== What the task asks ==
Print out every entry that follows, exactly as written.

== Stored items ==
● ● ● ● ●

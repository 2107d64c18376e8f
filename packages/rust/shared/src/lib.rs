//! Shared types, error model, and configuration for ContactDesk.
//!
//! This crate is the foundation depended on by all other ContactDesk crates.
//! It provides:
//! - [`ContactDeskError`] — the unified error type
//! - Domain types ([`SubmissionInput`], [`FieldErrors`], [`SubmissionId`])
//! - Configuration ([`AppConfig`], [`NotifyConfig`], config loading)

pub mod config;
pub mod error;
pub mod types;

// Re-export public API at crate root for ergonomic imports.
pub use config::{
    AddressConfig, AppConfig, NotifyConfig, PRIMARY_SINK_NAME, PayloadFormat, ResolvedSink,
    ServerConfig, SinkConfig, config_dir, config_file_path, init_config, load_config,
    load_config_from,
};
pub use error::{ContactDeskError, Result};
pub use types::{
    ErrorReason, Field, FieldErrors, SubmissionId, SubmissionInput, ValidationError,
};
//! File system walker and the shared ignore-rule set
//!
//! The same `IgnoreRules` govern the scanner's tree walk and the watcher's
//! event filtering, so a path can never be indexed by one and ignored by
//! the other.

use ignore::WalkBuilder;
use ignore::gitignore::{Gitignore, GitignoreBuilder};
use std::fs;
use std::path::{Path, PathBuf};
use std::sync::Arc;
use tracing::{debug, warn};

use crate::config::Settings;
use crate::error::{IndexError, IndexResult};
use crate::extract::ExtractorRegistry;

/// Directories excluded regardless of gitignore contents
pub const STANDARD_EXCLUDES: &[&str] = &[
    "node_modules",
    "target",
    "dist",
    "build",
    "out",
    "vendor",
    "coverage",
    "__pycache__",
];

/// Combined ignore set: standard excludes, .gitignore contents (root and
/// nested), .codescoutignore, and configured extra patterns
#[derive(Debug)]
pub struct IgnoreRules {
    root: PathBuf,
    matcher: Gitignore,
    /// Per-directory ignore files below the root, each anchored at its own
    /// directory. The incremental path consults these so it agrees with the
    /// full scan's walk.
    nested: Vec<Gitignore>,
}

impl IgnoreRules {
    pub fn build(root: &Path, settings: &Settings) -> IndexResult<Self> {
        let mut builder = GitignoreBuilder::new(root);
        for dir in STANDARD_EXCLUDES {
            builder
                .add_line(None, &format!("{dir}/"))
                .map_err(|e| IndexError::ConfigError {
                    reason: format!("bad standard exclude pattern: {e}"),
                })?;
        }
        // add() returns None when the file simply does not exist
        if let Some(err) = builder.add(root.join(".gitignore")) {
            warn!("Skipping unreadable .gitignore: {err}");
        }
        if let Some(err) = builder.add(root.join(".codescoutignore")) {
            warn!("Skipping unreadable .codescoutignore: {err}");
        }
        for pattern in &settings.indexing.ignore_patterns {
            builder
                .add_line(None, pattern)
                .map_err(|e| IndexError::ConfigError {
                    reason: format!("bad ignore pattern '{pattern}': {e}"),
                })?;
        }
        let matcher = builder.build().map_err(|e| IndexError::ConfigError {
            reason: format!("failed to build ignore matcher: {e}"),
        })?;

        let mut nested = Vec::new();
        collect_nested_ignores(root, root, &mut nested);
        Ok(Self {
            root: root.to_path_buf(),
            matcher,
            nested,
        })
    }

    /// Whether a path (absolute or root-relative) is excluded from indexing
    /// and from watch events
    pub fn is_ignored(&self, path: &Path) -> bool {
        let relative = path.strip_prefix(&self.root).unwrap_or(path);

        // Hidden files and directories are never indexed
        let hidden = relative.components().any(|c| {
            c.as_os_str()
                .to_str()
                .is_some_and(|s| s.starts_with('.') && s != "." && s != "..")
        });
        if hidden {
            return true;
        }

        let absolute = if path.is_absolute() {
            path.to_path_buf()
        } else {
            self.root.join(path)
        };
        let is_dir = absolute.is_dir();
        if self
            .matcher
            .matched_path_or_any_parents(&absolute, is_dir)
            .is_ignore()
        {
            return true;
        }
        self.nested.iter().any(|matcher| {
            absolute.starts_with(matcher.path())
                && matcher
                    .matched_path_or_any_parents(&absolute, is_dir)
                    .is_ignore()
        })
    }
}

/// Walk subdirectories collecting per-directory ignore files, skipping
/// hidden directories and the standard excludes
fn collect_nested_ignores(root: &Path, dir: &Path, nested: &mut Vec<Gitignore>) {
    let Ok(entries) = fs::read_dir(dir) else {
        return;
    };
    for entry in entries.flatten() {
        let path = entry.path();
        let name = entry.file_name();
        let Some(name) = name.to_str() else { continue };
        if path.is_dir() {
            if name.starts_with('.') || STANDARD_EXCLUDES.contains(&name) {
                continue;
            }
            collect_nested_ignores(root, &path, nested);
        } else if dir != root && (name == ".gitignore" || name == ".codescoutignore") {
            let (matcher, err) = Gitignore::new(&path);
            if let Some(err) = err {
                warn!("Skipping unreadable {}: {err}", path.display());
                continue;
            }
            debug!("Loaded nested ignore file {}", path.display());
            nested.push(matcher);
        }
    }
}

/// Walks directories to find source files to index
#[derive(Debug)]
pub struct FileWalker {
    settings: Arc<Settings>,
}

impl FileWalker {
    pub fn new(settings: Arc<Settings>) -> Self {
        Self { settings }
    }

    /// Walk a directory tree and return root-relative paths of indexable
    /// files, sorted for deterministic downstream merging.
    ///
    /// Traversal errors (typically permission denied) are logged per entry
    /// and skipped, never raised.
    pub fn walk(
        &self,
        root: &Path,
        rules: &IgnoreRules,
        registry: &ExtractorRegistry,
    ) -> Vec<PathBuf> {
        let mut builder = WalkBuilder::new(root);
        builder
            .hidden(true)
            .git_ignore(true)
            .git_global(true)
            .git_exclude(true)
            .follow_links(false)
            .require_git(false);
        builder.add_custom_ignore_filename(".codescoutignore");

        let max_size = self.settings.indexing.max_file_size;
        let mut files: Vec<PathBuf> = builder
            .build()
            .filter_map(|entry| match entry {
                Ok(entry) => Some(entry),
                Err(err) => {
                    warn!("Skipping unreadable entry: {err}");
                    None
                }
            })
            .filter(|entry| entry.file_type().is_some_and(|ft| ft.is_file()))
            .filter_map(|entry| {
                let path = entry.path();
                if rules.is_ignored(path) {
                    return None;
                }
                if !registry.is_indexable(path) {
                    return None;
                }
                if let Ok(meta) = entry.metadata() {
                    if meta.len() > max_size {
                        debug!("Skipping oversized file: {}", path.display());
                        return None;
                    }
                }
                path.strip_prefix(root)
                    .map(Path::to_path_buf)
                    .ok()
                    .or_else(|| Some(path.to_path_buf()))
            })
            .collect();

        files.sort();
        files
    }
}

● ● ● ● ●

== Reply to the exercise ==
repository 2107d64c18376e8f
filename packages/rust/shared/src/lib.rs
//! Shared types, error model, and configuration for ContactDesk.
//!
//! This crate is the foundation depended on by all other ContactDesk crates.
//! It provides:
//! - [`ContactDeskError`] — the unified error type
//! - Domain types ([`SubmissionInput`], [`FieldErrors`], [`SubmissionId`])
//! - Configuration ([`AppConfig`], [`NotifyConfig`], config loading)

pub mod config;
pub mod error;
pub mod types;

// Re-export public API at crate root for ergonomic imports.
pub use config::{
    AddressConfig, AppConfig, NotifyConfig, PRIMARY_SINK_NAME, PayloadFormat, ResolvedSink,
    ServerConfig, SinkConfig, config_dir, config_file_path, init_config, load_config,
    load_config_from,
};
pub use error::{ContactDeskError, Result};
pub use types::{
    ErrorReason, Field, FieldErrors, SubmissionId, SubmissionInput, ValidationError,
};
//! File system walker and the shared ignore-rule set
//!
//! The same `IgnoreRules` govern the scanner's tree walk and the watcher's
//! event filtering, so a path can never be indexed by one and ignored by
//! the other.

use ignore::WalkBuilder;
use ignore::gitignore::{Gitignore, GitignoreBuilder};
use std::fs;
use std::path::{Path, PathBuf};
use std::sync::Arc;
use tracing::{debug, warn};

use crate::config::Settings;
use crate::error::{IndexError, IndexResult};
use crate::extract::ExtractorRegistry;

/// Directories excluded regardless of gitignore contents
pub const STANDARD_EXCLUDES: &[&str] = &[
    "node_modules",
    "target",
    "dist",
    "build",
    "out",
    "vendor",
    "coverage",
    "__pycache__",
];

/// Combined ignore set: standard excludes, .gitignore contents (root and
/// nested), .codescoutignore, and configured extra patterns
#[derive(Debug)]
pub struct IgnoreRules {
    root: PathBuf,
    matcher: Gitignore,
    /// Per-directory ignore files below the root, each anchored at its own
    /// directory. The incremental path consults these so it agrees with the
    /// full scan's walk.
    nested: Vec<Gitignore>,
}

impl IgnoreRules {
    pub fn build(root: &Path, settings: &Settings) -> IndexResult<Self> {
        let mut builder = GitignoreBuilder::new(root);
        for dir in STANDARD_EXCLUDES {
            builder
                .add_line(None, &format!("{dir}/"))
                .map_err(|e| IndexError::ConfigError {
                    reason: format!("bad standard exclude pattern: {e}"),
                })?;
        }
        // add() returns None when the file simply does not exist
        if let Some(err) = builder.add(root.join(".gitignore")) {
            warn!("Skipping unreadable .gitignore: {err}");
        }
        if let Some(err) = builder.add(root.join(".codescoutignore")) {
            warn!("Skipping unreadable .codescoutignore: {err}");
        }
        for pattern in &settings.indexing.ignore_patterns {
            builder
                .add_line(None, pattern)
                .map_err(|e| IndexError::ConfigError {
                    reason: format!("bad ignore pattern '{pattern}': {e}"),
                })?;
        }
        let matcher = builder.build().map_err(|e| IndexError::ConfigError {
            reason: format!("failed to build ignore matcher: {e}"),
        })?;

        let mut nested = Vec::new();
        collect_nested_ignores(root, root, &mut nested);
        Ok(Self {
            root: root.to_path_buf(),
            matcher,
            nested,
        })
    }

    /// Whether a path (absolute or root-relative) is excluded from indexing
    /// and from watch events
    pub fn is_ignored(&self, path: &Path) -> bool {
        let relative = path.strip_prefix(&self.root).unwrap_or(path);

        // Hidden files and directories are never indexed
        let hidden = relative.components().any(|c| {
            c.as_os_str()
                .to_str()
                .is_some_and(|s| s.starts_with('.') && s != "." && s != "..")
        });
        if hidden {
            return true;
        }

        let absolute = if path.is_absolute() {
            path.to_path_buf()
        } else {
            self.root.join(path)
        };
        let is_dir = absolute.is_dir();
        if self
            .matcher
            .matched_path_or_any_parents(&absolute, is_dir)
            .is_ignore()
        {
            return true;
        }
        self.nested.iter().any(|matcher| {
            absolute.starts_with(matcher.path())
                && matcher
                    .matched_path_or_any_parents(&absolute, is_dir)
                    .is_ignore()
        })
    }
}

/// Walk subdirectories collecting per-directory ignore files, skipping
/// hidden directories and the standard excludes
fn collect_nested_ignores(root: &Path, dir: &Path, nested: &mut Vec<Gitignore>) {
    let Ok(entries) = fs::read_dir(dir) else {
        return;
    };
    for entry in entries.flatten() {
        let path = entry.path();
        let name = entry.file_name();
        let Some(name) = name.to_str() else { continue };
        if path.is_dir() {
            if name.starts_with('.') || STANDARD_EXCLUDES.contains(&name) {
                continue;
            }
            collect_nested_ignores(root, &path, nested);
        } else if dir != root && (name == ".gitignore" || name == ".codescoutignore") {
            let (matcher, err) = Gitignore::new(&path);
            if let Some(err) = err {
                warn!("Skipping unreadable {}: {err}", path.display());
                continue;
            }
            debug!("Loaded nested ignore file {}", path.display());
            nested.push(matcher);
        }
    }
}

/// Walks directories to find source files to index
#[derive(Debug)]
pub struct FileWalker {
    settings: Arc<Settings>,
}

impl FileWalker {
    pub fn new(settings: Arc<Settings>) -> Self {
        Self { settings }
    }

    /// Walk a directory tree and return root-relative paths of indexable
    /// files, sorted for deterministic downstream merging.
    ///
    /// Traversal errors (typically permission denied) are logged per entry
    /// and skipped, never raised.
    pub fn walk(
        &self,
        root: &Path,
        rules: &IgnoreRules,
        registry: &ExtractorRegistry,
    ) -> Vec<PathBuf> {
        let mut builder = WalkBuilder::new(root);
        builder
            .hidden(true)
            .git_ignore(true)
            .git_global(true)
            .git_exclude(true)
            .follow_links(false)
            .require_git(false);
        builder.add_custom_ignore_filename(".codescoutignore");

        let max_size = self.settings.indexing.max_file_size;
        let mut files: Vec<PathBuf> = builder
            .build()
            .filter_map(|entry| match entry {
                Ok(entry) => Some(entry),
                Err(err) => {
                    warn!("Skipping unreadable entry: {err}");
                    None
                }
            })
            .filter(|entry| entry.file_type().is_some_and(|ft| ft.is_file()))
            .filter_map(|entry| {
                let path = entry.path();
                if rules.is_ignored(path) {
                    return None;
                }
                if !registry.is_indexable(path) {
                    return None;
                }
                if let Ok(meta) = entry.metadata() {
                    if meta.len() > max_size {
                        debug!("Skipping oversized file: {}", path.display());
                        return None;
                    }
                }
                path.strip_prefix(root)
                    .map(Path::to_path_buf)
                    .ok()
                    .or_else(|| Some(path.to_path_buf()))
            })
            .collect();

        files.sort();
        files
    }
}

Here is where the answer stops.